## Work request
Using the records below, filter out every line that lacks "DashboardView" and copy the rest.

Saved data entries
● ● ● ● ●

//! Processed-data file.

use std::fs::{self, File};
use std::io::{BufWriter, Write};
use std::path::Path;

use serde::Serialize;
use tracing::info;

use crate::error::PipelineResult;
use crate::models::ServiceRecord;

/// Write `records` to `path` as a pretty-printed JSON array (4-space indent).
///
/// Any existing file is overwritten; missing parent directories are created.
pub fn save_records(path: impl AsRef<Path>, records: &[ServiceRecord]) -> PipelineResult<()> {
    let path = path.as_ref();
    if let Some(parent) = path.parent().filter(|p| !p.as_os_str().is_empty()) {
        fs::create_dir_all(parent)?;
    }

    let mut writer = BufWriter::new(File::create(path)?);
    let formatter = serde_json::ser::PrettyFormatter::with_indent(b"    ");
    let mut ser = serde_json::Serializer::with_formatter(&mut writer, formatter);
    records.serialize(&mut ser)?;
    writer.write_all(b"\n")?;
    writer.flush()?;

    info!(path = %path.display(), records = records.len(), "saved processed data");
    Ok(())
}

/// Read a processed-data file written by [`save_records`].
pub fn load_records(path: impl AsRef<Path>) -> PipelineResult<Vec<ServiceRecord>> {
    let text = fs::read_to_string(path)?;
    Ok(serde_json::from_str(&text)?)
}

● ● ● ● ●

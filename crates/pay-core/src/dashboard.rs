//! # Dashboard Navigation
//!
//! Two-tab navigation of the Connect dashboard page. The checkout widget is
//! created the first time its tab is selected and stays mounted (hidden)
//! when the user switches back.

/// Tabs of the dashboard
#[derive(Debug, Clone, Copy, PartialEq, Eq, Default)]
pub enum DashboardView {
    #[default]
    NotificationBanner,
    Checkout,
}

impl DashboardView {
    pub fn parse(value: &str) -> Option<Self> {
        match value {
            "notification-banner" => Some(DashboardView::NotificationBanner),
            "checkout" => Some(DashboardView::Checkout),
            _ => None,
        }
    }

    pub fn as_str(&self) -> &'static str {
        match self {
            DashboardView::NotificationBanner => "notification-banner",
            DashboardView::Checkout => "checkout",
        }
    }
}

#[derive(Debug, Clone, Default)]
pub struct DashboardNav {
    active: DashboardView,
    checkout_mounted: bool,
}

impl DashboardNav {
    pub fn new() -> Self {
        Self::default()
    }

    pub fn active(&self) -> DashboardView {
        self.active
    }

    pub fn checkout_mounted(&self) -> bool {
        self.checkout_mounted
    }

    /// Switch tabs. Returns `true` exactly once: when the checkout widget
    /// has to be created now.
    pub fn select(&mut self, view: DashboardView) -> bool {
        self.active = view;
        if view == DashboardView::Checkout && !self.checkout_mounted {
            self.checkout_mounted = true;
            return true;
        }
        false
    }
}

● ● ● ● ●

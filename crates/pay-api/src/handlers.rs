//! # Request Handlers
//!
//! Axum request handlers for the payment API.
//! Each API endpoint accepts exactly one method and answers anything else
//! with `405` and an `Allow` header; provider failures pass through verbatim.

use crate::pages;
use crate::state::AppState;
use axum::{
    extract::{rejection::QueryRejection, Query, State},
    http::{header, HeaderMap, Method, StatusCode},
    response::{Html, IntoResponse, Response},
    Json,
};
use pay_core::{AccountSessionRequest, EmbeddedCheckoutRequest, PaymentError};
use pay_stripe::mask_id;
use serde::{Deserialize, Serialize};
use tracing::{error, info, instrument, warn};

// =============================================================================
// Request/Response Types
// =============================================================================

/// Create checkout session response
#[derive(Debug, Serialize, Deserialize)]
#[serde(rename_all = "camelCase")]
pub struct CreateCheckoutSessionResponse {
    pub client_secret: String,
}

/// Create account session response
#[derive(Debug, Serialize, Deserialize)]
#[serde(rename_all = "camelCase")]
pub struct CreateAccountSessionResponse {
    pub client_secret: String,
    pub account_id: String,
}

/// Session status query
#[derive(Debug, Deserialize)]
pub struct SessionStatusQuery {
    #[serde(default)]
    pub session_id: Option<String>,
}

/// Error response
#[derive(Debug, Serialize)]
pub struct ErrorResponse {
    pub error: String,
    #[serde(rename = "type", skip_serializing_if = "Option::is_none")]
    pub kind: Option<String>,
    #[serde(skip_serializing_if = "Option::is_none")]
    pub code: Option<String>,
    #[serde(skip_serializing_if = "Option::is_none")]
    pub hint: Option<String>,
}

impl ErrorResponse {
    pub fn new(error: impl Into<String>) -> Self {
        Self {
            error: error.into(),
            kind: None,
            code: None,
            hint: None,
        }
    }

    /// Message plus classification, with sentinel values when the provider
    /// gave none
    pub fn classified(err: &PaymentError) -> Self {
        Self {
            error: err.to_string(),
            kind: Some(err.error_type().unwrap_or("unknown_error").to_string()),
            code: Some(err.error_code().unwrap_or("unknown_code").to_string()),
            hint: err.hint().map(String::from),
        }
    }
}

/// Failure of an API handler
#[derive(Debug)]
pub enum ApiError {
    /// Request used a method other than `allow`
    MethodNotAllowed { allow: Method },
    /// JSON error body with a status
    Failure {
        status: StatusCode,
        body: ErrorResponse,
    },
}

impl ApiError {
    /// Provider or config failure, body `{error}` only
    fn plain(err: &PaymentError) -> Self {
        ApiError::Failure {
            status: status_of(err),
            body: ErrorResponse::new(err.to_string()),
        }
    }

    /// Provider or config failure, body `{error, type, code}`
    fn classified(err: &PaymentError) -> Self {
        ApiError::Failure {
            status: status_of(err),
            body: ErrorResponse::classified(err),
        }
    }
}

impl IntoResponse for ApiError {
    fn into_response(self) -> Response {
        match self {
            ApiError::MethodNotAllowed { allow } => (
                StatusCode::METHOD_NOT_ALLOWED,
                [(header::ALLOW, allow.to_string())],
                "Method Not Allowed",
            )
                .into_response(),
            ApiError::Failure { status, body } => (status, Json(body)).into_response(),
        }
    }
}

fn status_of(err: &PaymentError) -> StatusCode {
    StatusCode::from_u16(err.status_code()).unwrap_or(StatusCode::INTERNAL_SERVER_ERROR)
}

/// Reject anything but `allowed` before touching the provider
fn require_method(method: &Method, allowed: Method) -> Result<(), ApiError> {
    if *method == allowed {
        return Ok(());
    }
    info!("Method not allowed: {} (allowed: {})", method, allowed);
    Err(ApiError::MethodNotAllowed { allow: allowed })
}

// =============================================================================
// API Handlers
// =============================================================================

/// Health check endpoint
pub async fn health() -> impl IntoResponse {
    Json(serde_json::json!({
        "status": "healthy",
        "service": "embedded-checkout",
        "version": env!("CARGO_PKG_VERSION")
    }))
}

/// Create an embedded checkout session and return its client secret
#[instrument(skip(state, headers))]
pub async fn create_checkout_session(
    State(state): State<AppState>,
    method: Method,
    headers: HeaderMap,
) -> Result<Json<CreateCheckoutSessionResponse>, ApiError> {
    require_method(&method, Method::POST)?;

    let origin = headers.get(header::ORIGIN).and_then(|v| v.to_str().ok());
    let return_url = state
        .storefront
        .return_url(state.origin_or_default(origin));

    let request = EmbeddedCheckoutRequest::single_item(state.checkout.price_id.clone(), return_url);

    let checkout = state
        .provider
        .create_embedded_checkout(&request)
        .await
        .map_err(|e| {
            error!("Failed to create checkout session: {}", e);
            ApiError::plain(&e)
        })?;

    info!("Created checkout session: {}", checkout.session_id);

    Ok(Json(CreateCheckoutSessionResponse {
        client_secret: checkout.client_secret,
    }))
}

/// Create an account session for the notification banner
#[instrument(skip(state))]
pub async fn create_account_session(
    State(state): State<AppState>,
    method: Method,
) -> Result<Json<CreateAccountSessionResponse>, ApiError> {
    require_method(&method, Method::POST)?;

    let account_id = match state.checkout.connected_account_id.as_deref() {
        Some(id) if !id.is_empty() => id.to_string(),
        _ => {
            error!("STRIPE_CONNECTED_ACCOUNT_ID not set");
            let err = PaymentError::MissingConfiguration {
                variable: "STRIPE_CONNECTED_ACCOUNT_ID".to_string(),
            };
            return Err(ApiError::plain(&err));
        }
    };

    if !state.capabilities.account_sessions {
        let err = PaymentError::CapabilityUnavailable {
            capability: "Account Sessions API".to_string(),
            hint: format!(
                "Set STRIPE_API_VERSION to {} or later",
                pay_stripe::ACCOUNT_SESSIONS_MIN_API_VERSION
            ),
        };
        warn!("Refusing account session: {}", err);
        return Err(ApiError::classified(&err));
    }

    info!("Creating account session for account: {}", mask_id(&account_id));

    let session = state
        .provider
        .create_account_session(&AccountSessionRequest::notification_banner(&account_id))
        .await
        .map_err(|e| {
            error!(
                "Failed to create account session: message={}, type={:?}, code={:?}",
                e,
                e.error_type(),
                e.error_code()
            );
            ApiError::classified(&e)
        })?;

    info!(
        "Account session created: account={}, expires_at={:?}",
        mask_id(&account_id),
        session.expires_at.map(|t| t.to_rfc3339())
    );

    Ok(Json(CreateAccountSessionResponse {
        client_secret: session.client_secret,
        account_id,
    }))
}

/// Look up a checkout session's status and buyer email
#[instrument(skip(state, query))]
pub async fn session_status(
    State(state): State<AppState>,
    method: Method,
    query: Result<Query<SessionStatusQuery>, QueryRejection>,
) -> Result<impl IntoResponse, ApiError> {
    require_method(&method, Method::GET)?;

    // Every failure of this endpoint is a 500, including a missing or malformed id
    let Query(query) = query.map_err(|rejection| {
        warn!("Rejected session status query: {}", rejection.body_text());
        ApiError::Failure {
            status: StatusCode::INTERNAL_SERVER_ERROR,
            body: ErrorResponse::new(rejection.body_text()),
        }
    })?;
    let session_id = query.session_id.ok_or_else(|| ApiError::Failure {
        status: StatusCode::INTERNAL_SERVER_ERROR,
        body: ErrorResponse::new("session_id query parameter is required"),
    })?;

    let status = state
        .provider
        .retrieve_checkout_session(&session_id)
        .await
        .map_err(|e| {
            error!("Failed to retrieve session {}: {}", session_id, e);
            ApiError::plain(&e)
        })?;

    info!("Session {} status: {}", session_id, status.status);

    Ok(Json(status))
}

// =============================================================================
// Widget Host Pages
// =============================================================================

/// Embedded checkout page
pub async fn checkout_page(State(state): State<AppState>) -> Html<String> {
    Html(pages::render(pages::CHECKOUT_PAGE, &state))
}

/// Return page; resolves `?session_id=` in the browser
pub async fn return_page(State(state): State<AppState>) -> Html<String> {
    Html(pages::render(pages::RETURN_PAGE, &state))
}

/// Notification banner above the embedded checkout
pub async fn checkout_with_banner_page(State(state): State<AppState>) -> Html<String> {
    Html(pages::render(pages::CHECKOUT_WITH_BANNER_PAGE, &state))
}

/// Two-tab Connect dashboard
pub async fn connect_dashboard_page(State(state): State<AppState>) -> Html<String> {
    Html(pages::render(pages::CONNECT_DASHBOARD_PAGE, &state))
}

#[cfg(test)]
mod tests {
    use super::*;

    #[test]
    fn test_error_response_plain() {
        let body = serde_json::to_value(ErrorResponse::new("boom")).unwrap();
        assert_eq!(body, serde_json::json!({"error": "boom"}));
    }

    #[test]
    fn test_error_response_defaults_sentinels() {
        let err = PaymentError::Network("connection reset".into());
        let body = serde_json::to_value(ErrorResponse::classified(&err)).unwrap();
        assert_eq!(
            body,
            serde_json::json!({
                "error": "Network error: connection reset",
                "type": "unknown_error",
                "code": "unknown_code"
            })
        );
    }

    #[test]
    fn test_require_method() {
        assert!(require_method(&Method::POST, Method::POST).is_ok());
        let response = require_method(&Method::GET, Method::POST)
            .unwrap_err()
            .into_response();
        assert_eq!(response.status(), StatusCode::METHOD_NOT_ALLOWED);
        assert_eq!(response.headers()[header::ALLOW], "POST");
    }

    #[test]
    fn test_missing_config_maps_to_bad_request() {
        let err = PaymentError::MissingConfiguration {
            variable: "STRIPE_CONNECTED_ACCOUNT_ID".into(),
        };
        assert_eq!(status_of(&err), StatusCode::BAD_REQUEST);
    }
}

● ● ● ● ●

## Response for this exercise
pub enum DashboardView {
impl DashboardView {
            "notification-banner" => Some(DashboardView::NotificationBanner),
            "checkout" => Some(DashboardView::Checkout),
            DashboardView::NotificationBanner => "notification-banner",
            DashboardView::Checkout => "checkout",
    active: DashboardView,
    pub fn active(&self) -> DashboardView {
    pub fn select(&mut self, view: DashboardView) -> bool {
        if view == DashboardView::Checkout && !self.checkout_mounted {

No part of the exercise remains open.